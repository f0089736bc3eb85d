//! Error types for the authentication datapath.

use thiserror::Error;

/// Errors that can occur while processing a packet through the datapath.
#[derive(Error, Debug)]
pub enum DatapathError {
    /// Packet bytes do not form a valid IPv4/TCP segment
    #[error("malformed packet: {0}")]
    MalformedPacket(&'static str),
    /// No processing-unit context matches the packet
    #[error("no processing unit context for packet")]
    NoContext,
    /// No connection state recorded for the flow
    #[error("connection state not found")]
    StateNotFound,
    /// Token signature or structure rejected
    #[error("invalid handshake token")]
    InvalidToken,
    /// Handshake segment carried no token payload
    #[error("handshake token missing")]
    MissingToken,
    /// Auth option or nonce binding failed validation
    #[error("invalid handshake format")]
    InvalidFormat,
    /// A policy rule rejected the flow
    #[error("rejected by policy")]
    PolicyDrop,
    /// Packet arrived in a state that does not accept it
    #[error("packet received in invalid connection state")]
    InvalidState,
    /// A service hook refused the packet
    #[error("service hook refused packet")]
    ServiceFailure,
    /// Token sealing or opening failed
    #[error("crypto failure")]
    CryptoFailure,
}

impl DatapathError {
    /// Map the error to the drop reason carried in the verdict.
    pub fn reason(&self) -> DropReason {
        match self {
            Self::MalformedPacket(_) | Self::InvalidFormat => DropReason::InvalidFormat,
            Self::NoContext => DropReason::NoContext,
            Self::StateNotFound => DropReason::StateMissing,
            Self::InvalidToken | Self::CryptoFailure => DropReason::InvalidToken,
            Self::MissingToken => DropReason::MissingToken,
            Self::PolicyDrop => DropReason::PolicyDrop,
            Self::InvalidState => DropReason::InvalidState,
            Self::ServiceFailure => DropReason::ServiceFailure,
        }
    }
}

/// Reason a packet was dropped.
///
/// The first six variants are the categories surfaced to the collector;
/// the last two describe resolution failures that are never reported.
#[derive(Debug, Clone, Copy, PartialEq, Eq)]
pub enum DropReason {
    /// Token signature or structure rejected
    InvalidToken,
    /// Handshake segment carried no token payload
    MissingToken,
    /// Auth option or nonce binding failed validation
    InvalidFormat,
    /// A policy rule rejected the flow
    PolicyDrop,
    /// Packet arrived in a state that does not accept it
    InvalidState,
    /// A service hook refused the packet
    ServiceFailure,
    /// No processing-unit context matches the packet
    NoContext,
    /// No connection state recorded for the flow
    StateMissing,
}
//! Policy evaluation: claim tags, ordered rule sets, and address ACLs.
//!
//! Rule sets are evaluated in priority order, first match wins. The
//! datapath always consults reject rules before accept rules in the same
//! direction. ACLs cover unprotected peers that cannot present a token.

use std::net::Ipv4Addr;
use std::sync::Arc;

/// What a matched policy does to the flow.
#[derive(Debug, Clone, Copy, PartialEq, Eq)]
pub enum PolicyAction {
    /// Allow the flow
    Accept,
    /// Drop the flow
    Reject,
}

/// The decision attached to a rule or ACL entry.
#[derive(Debug, Clone, PartialEq, Eq)]
pub struct FlowPolicy {
    /// Verdict for matching flows
    pub action: PolicyAction,
    /// Identifier of the originating policy, carried in flow reports
    pub policy_id: String,
}

impl FlowPolicy {
    /// Accept policy with the given identifier.
    pub fn accept(policy_id: impl Into<String>) -> Arc<Self> {
        Arc::new(Self {
            action: PolicyAction::Accept,
            policy_id: policy_id.into(),
        })
    }

    /// Reject policy with the given identifier.
    pub fn reject(policy_id: impl Into<String>) -> Arc<Self> {
        Arc::new(Self {
            action: PolicyAction::Reject,
            policy_id: policy_id.into(),
        })
    }
}

/// An ordered set of `key=value` tags: a workload identity or the claims
/// carried in a token.
#[derive(Debug, Clone, Default, PartialEq, Eq)]
pub struct TagStore {
    tags: Vec<String>,
}

impl TagStore {
    /// Build a store from `key=value` strings.
    pub fn from_slice(tags: &[&str]) -> Self {
        Self {
            tags: tags.iter().map(|t| t.to_string()).collect(),
        }
    }

    /// Append a tag from its key and value.
    pub fn append_key_value(&mut self, key: &str, value: &str) {
        self.tags.push(format!("{key}={value}"));
    }

    /// Value of the first tag with the given key.
    pub fn get(&self, key: &str) -> Option<&str> {
        self.tags.iter().find_map(|t| {
            let (k, v) = t.split_once('=')?;
            (k == key).then_some(v)
        })
    }

    /// Whether the exact tag is present.
    pub fn contains(&self, tag: &str) -> bool {
        self.tags.iter().any(|t| t == tag)
    }

    /// The raw tag strings.
    pub fn as_slice(&self) -> &[String] {
        &self.tags
    }
}

/// A conjunction of tags that must all be present for a rule to match.
#[derive(Debug, Clone)]
pub struct TagSelector {
    clauses: Vec<String>,
}

impl TagSelector {
    /// Selector matching when every given tag is present.
    pub fn new(clauses: &[&str]) -> Self {
        Self {
            clauses: clauses.iter().map(|c| c.to_string()).collect(),
        }
    }

    fn matches(&self, claims: &TagStore) -> bool {
        self.clauses.iter().all(|c| claims.contains(c))
    }
}

/// A priority-ordered list of `(selector, policy)` rules.
#[derive(Default)]
pub struct RuleSet {
    rules: Vec<(TagSelector, Arc<FlowPolicy>)>,
}

impl RuleSet {
    /// Empty rule set.
    pub fn new() -> Self {
        Self::default()
    }

    /// Append a rule at the lowest priority.
    pub fn add_rule(&mut self, selector: TagSelector, policy: Arc<FlowPolicy>) {
        self.rules.push((selector, policy));
    }

    /// First rule whose selector matches the claims, with its index.
    pub fn search(&self, claims: &TagStore) -> Option<(usize, Arc<FlowPolicy>)> {
        self.rules
            .iter()
            .enumerate()
            .find(|(_, (sel, _))| sel.matches(claims))
            .map(|(i, (_, plc))| (i, plc.clone()))
    }
}

/// One ACL entry: an IPv4 prefix, a port range, and the policy to apply.
pub struct AclRule {
    addr: Ipv4Addr,
    prefix_len: u8,
    port_range: (u16, u16),
    policy: Arc<FlowPolicy>,
}

impl AclRule {
    /// Rule covering `addr/prefix_len` and the inclusive port range.
    pub fn new(
        addr: Ipv4Addr,
        prefix_len: u8,
        port_range: (u16, u16),
        policy: Arc<FlowPolicy>,
    ) -> Self {
        debug_assert!(prefix_len <= 32);
        Self {
            addr,
            prefix_len,
            port_range,
            policy,
        }
    }

    fn matches(&self, ip: Ipv4Addr, port: u16) -> bool {
        if port < self.port_range.0 || port > self.port_range.1 {
            return false;
        }
        let mask = if self.prefix_len == 0 {
            0
        } else {
            u32::MAX << (32 - self.prefix_len as u32)
        };
        (u32::from(ip) & mask) == (u32::from(self.addr) & mask)
    }
}

/// Ordered ACL entries for flows with unprotected peers.
#[derive(Default)]
pub struct AclSet {
    rules: Vec<AclRule>,
}

impl AclSet {
    /// Empty ACL set.
    pub fn new() -> Self {
        Self::default()
    }

    /// Append an entry at the lowest priority.
    pub fn add_rule(&mut self, rule: AclRule) {
        self.rules.push(rule);
    }

    /// Policy of the first entry covering the address and port.
    pub fn matching_action(&self, ip: Ipv4Addr, port: u16) -> Option<Arc<FlowPolicy>> {
        self.rules
            .iter()
            .find(|r| r.matches(ip, port))
            .map(|r| r.policy.clone())
    }
}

◇ ◇ ◇ ◇

Your task:
Which lines in the listing above hold the word "push"? Show each of them.

Reply:
        self.tags.push(format!("{key}={value}"));
        self.rules.push((selector, policy));
        self.rules.push(rule);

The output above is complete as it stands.